A doscientos años de distancia se le considera, junto a Nicolás Copérnico, Galileo Galilei, Isaac Newton y, más recientemente, Albert Einstein, miembro del selecto club de superhéroes de la ciencia moderna. Aquí en Shrewsbury el residente distinguido siempre será Darwin, como en Woolsthorpe, condado de Lincolnshire, lo es Newton. Pero no está solo: el papá del ex primer ministro Tony Blair, el cantante Ian Hunter de la banda pop Mott the Hoople y el poeta de la Primera Guerra Mundial Wilfred Owen, también han vivido en estas calles humedecidas por el río Severn.

Como se sabe, el ídolo de hoy fue vituperado ayer. Su camino a la fama fue distinto al de Newton. Si bien la teoría de la gravedad de este último demoró ochenta años en aceptarse, a diferencia de él, quien de inmediato impuso algunas de sus ideas y la forma de decirlas (para lo cual inventó todo un nuevo lenguaje, el cálculo), los relatos de Darwin que desembocaron en la teoría de la selección natural, el mecanismo clave de la adaptación evolutiva, suscitaron el repudio de diversos sectores de la sociedad, incluidos algunos de sus antiguos maestros, y dudas en artistas como el poeta ruso Osip Mandelstam, quien reconoció que al principio no había comprendido lo que realmente el naturalista británico había querido decir en todas esas páginas “descarnadas”, contrarias al ampuloso naturalismo satirizado por Dickens en Los papeles póstumos del Club Pickwick.

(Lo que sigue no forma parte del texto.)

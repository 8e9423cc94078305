//! Shared-ride insertion kernel (`sop_insert`/`sop_replace`).
//!
//! Given a vehicle's existing schedule and a new customer, finds the insertion
//! positions `(i, j)` that minimize total route cost, where the customer's origin
//! goes in at `i` and its destination at `j+1`. The vehicle's current pseudo-origin
//! (index 0) and final destination (last index) are fixed and never displaced.
//!
//! Grounded in `original_source/include/libcargo/functions.h`'s `sop_insert`
//! declaration and `example/greedy/greedy.cc`'s call site:
//! `sop_insert(*cand, cust, sch, rte, gtree) - cand->route().cost()`.

use crate::ids::{Meters, Tick, VehlId};
use crate::network::ShortestPathOracle;
use crate::trip::{Customer, Route, Schedule, Stop, StopType, Vehicle, Wayp};

/// Materialize a route through a sequence of stops: the shortest-path concatenation
/// between each consecutive pair, with cumulative distances. O(|stops| * path_len).
pub fn route_through(owner: VehlId, stops: &[Stop], oracle: &dyn ShortestPathOracle) -> (Route, Meters) {
    debug_assert!(!stops.is_empty());
    let mut data = Vec::with_capacity(stops.len());
    let mut cumulative: Meters = 0;
    data.push(Wayp {
        dist: 0,
        node: stops[0].loc,
    });
    for pair in stops.windows(2) {
        let (from, to) = (pair[0].loc, pair[1].loc);
        if from == to {
            continue;
        }
        let path = oracle.find_path(from, to);
        for edge in path.windows(2) {
            cumulative += oracle.distance(edge[0], edge[1]);
            data.push(Wayp {
                dist: cumulative,
                node: edge[1],
            });
        }
    }
    let cost = data.last().map(|w| w.dist).unwrap_or(0);
    (Route::new(owner, data), cost)
}

/// Core insertion search over an explicit stop list (fixed front/back). Returns the
/// minimum-cost schedule+route+cost for inserting `customer`'s origin/destination.
/// Ties broken lexicographically by `(i, j)` — earliest wins.
fn sop_insert_into(
    owner: VehlId,
    base: &[Stop],
    customer: &Customer,
    oracle: &dyn ShortestPathOracle,
) -> (Schedule, Route, Meters) {
    debug_assert!(base.len() >= 2, "schedule must retain fixed front/back stops");
    let n = base.len();
    let orig_early = customer.trip.early;
    let orig_late = customer.trip.late.unwrap_or(Tick::MAX);
    let dest_late = customer.trip.late.unwrap_or(Tick::MAX);
    let orig_stop = Stop::new(
        customer.id.into(),
        customer.trip.origin,
        StopType::CustOrig,
        orig_early,
        orig_late,
    );
    let dest_node = customer
        .trip
        .destination
        .expect("customer must have a destination");
    let dest_stop = Stop::new(
        customer.id.into(),
        dest_node,
        StopType::CustDest,
        orig_early,
        dest_late,
    );

    let mut best: Option<(usize, usize, Schedule, Route, Meters)> = None;

    for i in 1..n {
        for j in i..n {
            let mut candidate: Vec<Stop> = Vec::with_capacity(n + 2);
            candidate.extend_from_slice(&base[..i]);
            candidate.push(orig_stop);
            candidate.extend_from_slice(&base[i..j]);
            candidate.push(dest_stop);
            candidate.extend_from_slice(&base[j..]);

            let (route, cost) = route_through(owner, &candidate, oracle);
            let better = match &best {
                None => true,
                Some((_, _, _, _, best_cost)) => cost < *best_cost,
            };
            if better {
                let schedule = Schedule::new(owner, candidate);
                best = Some((i, j, schedule, route, cost));
            }
        }
    }

    let (_, _, schedule, route, cost) = best.expect("base has at least the fixed endpoints");
    (schedule, route, cost)
}

/// Find the minimum-detour insertion of `customer` into `vehicle`'s current schedule.
pub fn sop_insert(
    vehicle: &Vehicle,
    customer: &Customer,
    oracle: &dyn ShortestPathOracle,
) -> (Schedule, Route, Meters) {
    sop_insert_into(vehicle.id, &vehicle.schedule.data, customer, oracle)
}

/// Remove a customer's two stops from a schedule, returning the remaining stop list
/// (fixed front/back plus any other assigned customers, untouched).
pub fn remove_customer(schedule: &Schedule, cust: crate::ids::CustId) -> Vec<Stop> {
    let owner: crate::ids::TripId = cust.into();
    schedule
        .data
        .iter()
        .filter(|s| s.owner != owner)
        .copied()
        .collect()
}

/// Remove `remove` from the schedule, then insert `replacement` via [`sop_insert`].
/// Used by bilateral-style heuristics that swap one customer for another.
pub fn sop_replace(
    vehicle: &Vehicle,
    remove: crate::ids::CustId,
    replacement: &Customer,
    oracle: &dyn ShortestPathOracle,
) -> (Schedule, Route, Meters) {
    let base = remove_customer(&vehicle.schedule, remove);
    sop_insert_into(vehicle.id, &base, replacement, oracle)
}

Finalmente se impuso el peso de los argumentos darwinianos, pero sobre todo su estilo, cosa que lo colocó junto a Dickens como autor favorito de los escépticos y librepensadores, de una generación que exploraba por primera vez la modernidad. A pesar de haber contado con muchos apasionados partidarios no sólo desde la publicación de su libro El origen de las especies, en noviembre de 1859, sino mucho antes, desde que se difundieron sus notas de viaje por el mundo (1831-1836), tomó varias décadas digerir sus propuestas radicales sobre los linajes y el árbol de la vida. En el camino entre Shrewsbury y Edimburgo hay quien comenta que si se le debe una disculpa pública post mortem, sobre todo en el Reino Unido y en Francia, no es sólo por las mofas que provocaron sus ideas en cuanto al origen y evolución de los organismos vivos sino por la manera como las dijo, expurgando a su narración de toda jerga científica y retruécano presuntamente literario. De hecho, en su conjunto la obra de Darwin podría verse como una gran sátira de lo que el sentido común y nuestras creencias más atávicas quieren hacernos creer.

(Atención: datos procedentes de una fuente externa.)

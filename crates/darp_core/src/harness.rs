//! Algorithm harness: the batch loop a matching algorithm plugs into.
//!
//! Named after `original_source/include/libcargo/rsalgorithm.h`'s `RSAlgorithm`
//! abstract class. Only `listen()`'s loop body is fixed; everything else is a default
//! no-op override point, matching the original's documented contract. Generalized to a
//! multi-method lifecycle (`handle_vehicle`/`handle_customer`/`match_batch`/`end`)
//! instead of a single `match_riders` call, plugged in as a `Box<dyn RsAlgorithm>`
//! resource the same way a `Box<dyn Trait>` matching-policy resource plugs in.

use std::sync::atomic::{AtomicBool, Ordering};
use std::sync::{Arc, Mutex};
use std::thread;
use std::time::{Duration, Instant};

use tracing::{error, info, warn};

use crate::ids::{CustId, Tick, VehlId};
use crate::network::ShortestPathOracle;
use crate::store::{CommitRequest, FleetStore};
use crate::telemetry::{Event, EventLog};
use crate::trip::{Customer, Route, Schedule, Vehicle};

/// A pluggable matching algorithm. Default bodies are no-ops — an implementor
/// overrides only the hooks it needs, exactly like the original's RSAlgorithm: "only
/// `listen()` has a default behavior."
pub trait RsAlgorithm: Send {
    /// Called once per active vehicle per batch, before matching.
    fn handle_vehicle(&mut self, _vehicle: &Vehicle, _ctx: &HarnessContext<'_>) {}

    /// Called once per waiting customer per batch.
    fn handle_customer(&mut self, _customer: &Customer, _ctx: &HarnessContext<'_>) {}

    /// Called once per batch, after every `handle_vehicle`/`handle_customer` call.
    fn match_batch(&mut self, _ctx: &HarnessContext<'_>) {}

    /// Called once when the harness shuts down (cancellation or normal termination).
    fn end(&mut self, _ctx: &HarnessContext<'_>) {}
}

/// Everything a batch's hooks may need: the current tick, the fleet store, and the
/// shortest-path oracle, bundled so `handle_*`/`match_batch` don't need a dozen
/// parameters apiece.
pub struct HarnessContext<'a> {
    pub now: Tick,
    pub store: &'a FleetStore,
    pub oracle: &'a dyn ShortestPathOracle,
    pub vehicle_speed: crate::ids::Meters,
    done: &'a Arc<AtomicBool>,
    event_log: Option<&'a Arc<Mutex<EventLog>>>,
    /// `Options::strict_mode`: when set, `assign` rejects a commit whose route cost
    /// grows beyond the bound `FleetStore::try_commit` enforces (see
    /// `store::STRICT_MODE_COST_MULTIPLIER`).
    strict_mode: bool,
}

impl<'a> HarnessContext<'a> {
    /// Build a context directly, without going through [`Harness::run`]'s batch loop.
    /// Exists for algorithm crates' own test suites, which need a `HarnessContext` to
    /// exercise `handle_vehicle`/`handle_customer` without spinning up two threads.
    pub fn new(
        now: Tick,
        store: &'a FleetStore,
        oracle: &'a dyn ShortestPathOracle,
        vehicle_speed: crate::ids::Meters,
        done: &'a Arc<AtomicBool>,
    ) -> Self {
        Self {
            now,
            store,
            oracle,
            vehicle_speed,
            done,
            event_log: None,
            strict_mode: false,
        }
    }

    /// Attach an event log, so `assign`'s `R`/`M` lines get recorded. Exists for test
    /// suites built directly on [`HarnessContext::new`] rather than [`Harness::run`].
    pub fn with_event_log(mut self, log: &'a Arc<Mutex<EventLog>>) -> Self {
        self.event_log = Some(log);
        self
    }

    /// Enable `Options::strict_mode` for commits built from this context.
    pub fn with_strict_mode(mut self, strict_mode: bool) -> Self {
        self.strict_mode = strict_mode;
        self
    }

    /// The commit primitive: propose a new route/schedule for `vehicle`, adding and
    /// removing the given customers. Returns `true` on success, `false` if the
    /// synchronize check rejected the proposal (see `store::FleetStore::try_commit`).
    pub fn assign(
        &self,
        vehicle: VehlId,
        cust_ids_to_add: Vec<CustId>,
        cust_ids_to_remove: Vec<CustId>,
        new_route: Route,
        new_schedule: Schedule,
    ) -> bool {
        let route_nodes: Vec<_> = new_route.data.iter().map(|w| w.node).collect();
        let accepted = self.store.try_commit(CommitRequest {
            vehicle,
            new_route,
            new_schedule,
            cust_ids_to_add: cust_ids_to_add.clone(),
            cust_ids_to_remove: cust_ids_to_remove.clone(),
            now: self.now,
            speed: self.vehicle_speed,
            strict_mode: self.strict_mode,
        });
        if !accepted {
            warn!(target: "harness", %vehicle, "commit rejected by synchronize check");
            return false;
        }
        if let Some(log) = self.event_log {
            let mut log = log.lock().expect("event log mutex poisoned");
            let _ = log.record(self.now, &Event::RouteCommitted { vehicle, nodes: route_nodes });
            let _ = log.record(
                self.now,
                &Event::MatchCommitted {
                    vehicle,
                    added: cust_ids_to_add,
                    removed: cust_ids_to_remove,
                },
            );
        }
        true
    }

    /// Stop the algorithm thread cooperatively. Equivalent to the original's
    /// `RSAlgorithm::kill()`: callable by the algorithm on itself.
    pub fn kill(&self) {
        self.done.store(true, Ordering::SeqCst);
    }

    pub fn is_done(&self) -> bool {
        self.done.load(Ordering::SeqCst)
    }
}

/// Drives an [`RsAlgorithm`] through repeated batches until `done` is set.
pub struct Harness {
    store: Arc<FleetStore>,
    oracle: Arc<dyn ShortestPathOracle>,
    done: Arc<AtomicBool>,
    batch_time_ticks: u64,
    tick_budget: Duration,
    vehicle_speed: crate::ids::Meters,
    event_log: Option<Arc<Mutex<EventLog>>>,
    strict_mode: bool,
    skip_delayed: bool,
    skip_assigned: bool,
}

impl Harness {
    pub fn new(
        store: Arc<FleetStore>,
        oracle: Arc<dyn ShortestPathOracle>,
        done: Arc<AtomicBool>,
        batch_time_ticks: u64,
        tick_budget: Duration,
        vehicle_speed: crate::ids::Meters,
    ) -> Self {
        Self {
            store,
            oracle,
            done,
            batch_time_ticks,
            tick_budget,
            vehicle_speed,
            event_log: None,
            strict_mode: false,
            skip_delayed: false,
            skip_assigned: false,
        }
    }

    /// Attach an event log shared with the simulation thread's [`Engine`](crate::engine::Engine),
    /// so `assign`'s `R`/`M` lines interleave correctly with the stepper's `P`/`D`/`A`/`T` lines.
    pub fn with_event_log(mut self, log: Arc<Mutex<EventLog>>) -> Self {
        self.event_log = Some(log);
        self
    }

    /// Enable `Options::strict_mode` for every commit this harness accepts: reject
    /// commits that increase route cost beyond the bound
    /// `store::STRICT_MODE_COST_MULTIPLIER` enforces.
    pub fn with_strict_mode(mut self, strict_mode: bool) -> Self {
        self.strict_mode = strict_mode;
        self
    }

    /// Mirrors the original's `RSAlgorithm::listen(bool skip_delayed, ...)` first
    /// argument: when set, a vehicle already late against its own schedule is left out
    /// of `handle_vehicle` for the batch instead of being re-offered to the algorithm.
    pub fn with_skip_delayed(mut self, skip_delayed: bool) -> Self {
        self.skip_delayed = skip_delayed;
        self
    }

    /// Mirrors `RSAlgorithm::listen(.., bool skip_assigned)`: when set, a customer
    /// already assigned to a vehicle is left out of `handle_customer` for the batch.
    pub fn with_skip_assigned(mut self, skip_assigned: bool) -> Self {
        self.skip_assigned = skip_assigned;
        self
    }

    /// Run `algorithm` until `done` is observed, sleeping between batches so one batch
    /// spans `batch_time_ticks` ticks of simulation time. Intended to run on its own
    /// thread, alongside the simulation thread's own tick loop.
    pub fn run(&self, mut algorithm: Box<dyn RsAlgorithm>, now: impl Fn() -> Tick) {
        let batch_budget = self.tick_budget * self.batch_time_ticks.max(1) as u32;
        loop {
            if self.done.load(Ordering::SeqCst) {
                break;
            }
            let started = Instant::now();
            self.run_batch(&mut *algorithm, now());
            if self.done.load(Ordering::SeqCst) {
                break;
            }
            let elapsed = started.elapsed();
            if elapsed < batch_budget {
                thread::sleep(batch_budget - elapsed);
            } else {
                warn!(target: "harness", ?elapsed, ?batch_budget, "batch overran its budget");
            }
        }
        let ctx = HarnessContext {
            now: now(),
            store: &self.store,
            oracle: self.oracle.as_ref(),
            vehicle_speed: self.vehicle_speed,
            done: &self.done,
            event_log: self.event_log.as_ref(),
            strict_mode: self.strict_mode,
        };
        algorithm.end(&ctx);
        info!(target: "harness", "algorithm thread exiting");
    }

    fn run_batch(&self, algorithm: &mut dyn RsAlgorithm, now: Tick) {
        let ctx = HarnessContext {
            now,
            store: &self.store,
            oracle: self.oracle.as_ref(),
            vehicle_speed: self.vehicle_speed,
            done: &self.done,
            event_log: self.event_log.as_ref(),
            strict_mode: self.strict_mode,
        };

        for vehicle in self.store.select_matchable_vehicles(now, self.skip_delayed) {
            algorithm.handle_vehicle(&vehicle, &ctx);
        }
        for customer in self.store.select_waiting_customers(now, self.skip_assigned) {
            algorithm.handle_customer(&customer, &ctx);
        }
        algorithm.match_batch(&ctx);
    }
}

/// Logs an unexpected per-vehicle condition and quarantines it, mirroring the
/// original's "log and skip" failure mode for step-time inconsistencies.
pub fn quarantine_with_log(store: &FleetStore, vehicle: VehlId, detail: &str) {
    error!(target: "harness", %vehicle, detail, "store-consistency violation, quarantining vehicle");
    store.quarantine_vehicle(vehicle);
}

Así que la capital histórica de Escocia, uno de los bastiones modernos de la cultura británica y cuna de gran parte de la civilización tecnológica que hoy gozamos y padecemos, fue donde Darwin confirmó su vocación literaria y su necesidad de abordar la historia natural como nunca antes había sido pensada ni escrita. Mandelstam pudo mantenerse dentro de ese espíritu candoroso, muchas veces chauvinista y grandilocuente que aún habita el alma rusa. Por el contrario, fue sensible al estilo revolucionario de Darwin y cedió a la magia de sus relatos e ideas. Su oído educado lo llevó a imaginar el peregrinaje de Darwin empezando por el jardín de su casa en el monte (The Mount) de Shrewsbury, y luego en Edimburgo, donde abandonó la tortuosa medicina decimonónica por lecciones de taxidermia con John Edmonstone, que el ilustre naturalista negro solía salpicar de intrigantes relatos sobre las exóticas tierras de Sudamérica. En su segundo año aquí, en la ciudad de Walter Scott, podía verse a Darwin caminando junto al prominente biólogo evolucionista Robert Edmund Grant rumbo a las costas escocesas. Fue Grant quien le enseñó claves sobre los ciclos vitales de la vida marina que luego fundamentarían su propio relato.

El padre disgustado por el diletantismo de Charles, quien ya sabía clasificar plantas y conocía de estratos geológicos, lo envió a Cambridge. Y allá fuimos, en un viaje por tren que ahora se hace en unas seis horas, tratando de adivinar los pensamientos del joven escritor de la naturaleza empeñado en descifrar el verdadero significado de la vida y de las palabras que la caracterizan. Si es cierto, como observó Mandelstam, que en los tiempos en que Darwin surgió en escena el arte de los miniaturistas, es decir, el de la aristocracia de las ciencias naturales estaba a punto de colapsarse, y que los principios de la taxonomía de Linneo habían sido ya destrozados por los de Lamarck, entonces podemos suponer que la burguesía no necesitaba ya de una ideología que glorificara los fundamentos racionales de la realidad a través de la ciencia, sino de un relato veraz de esa realidad que renovara los principios esenciales de disciplinas científicas sumidas en un embrollo al tratar de responder una pregunta: ¿qué es la vida?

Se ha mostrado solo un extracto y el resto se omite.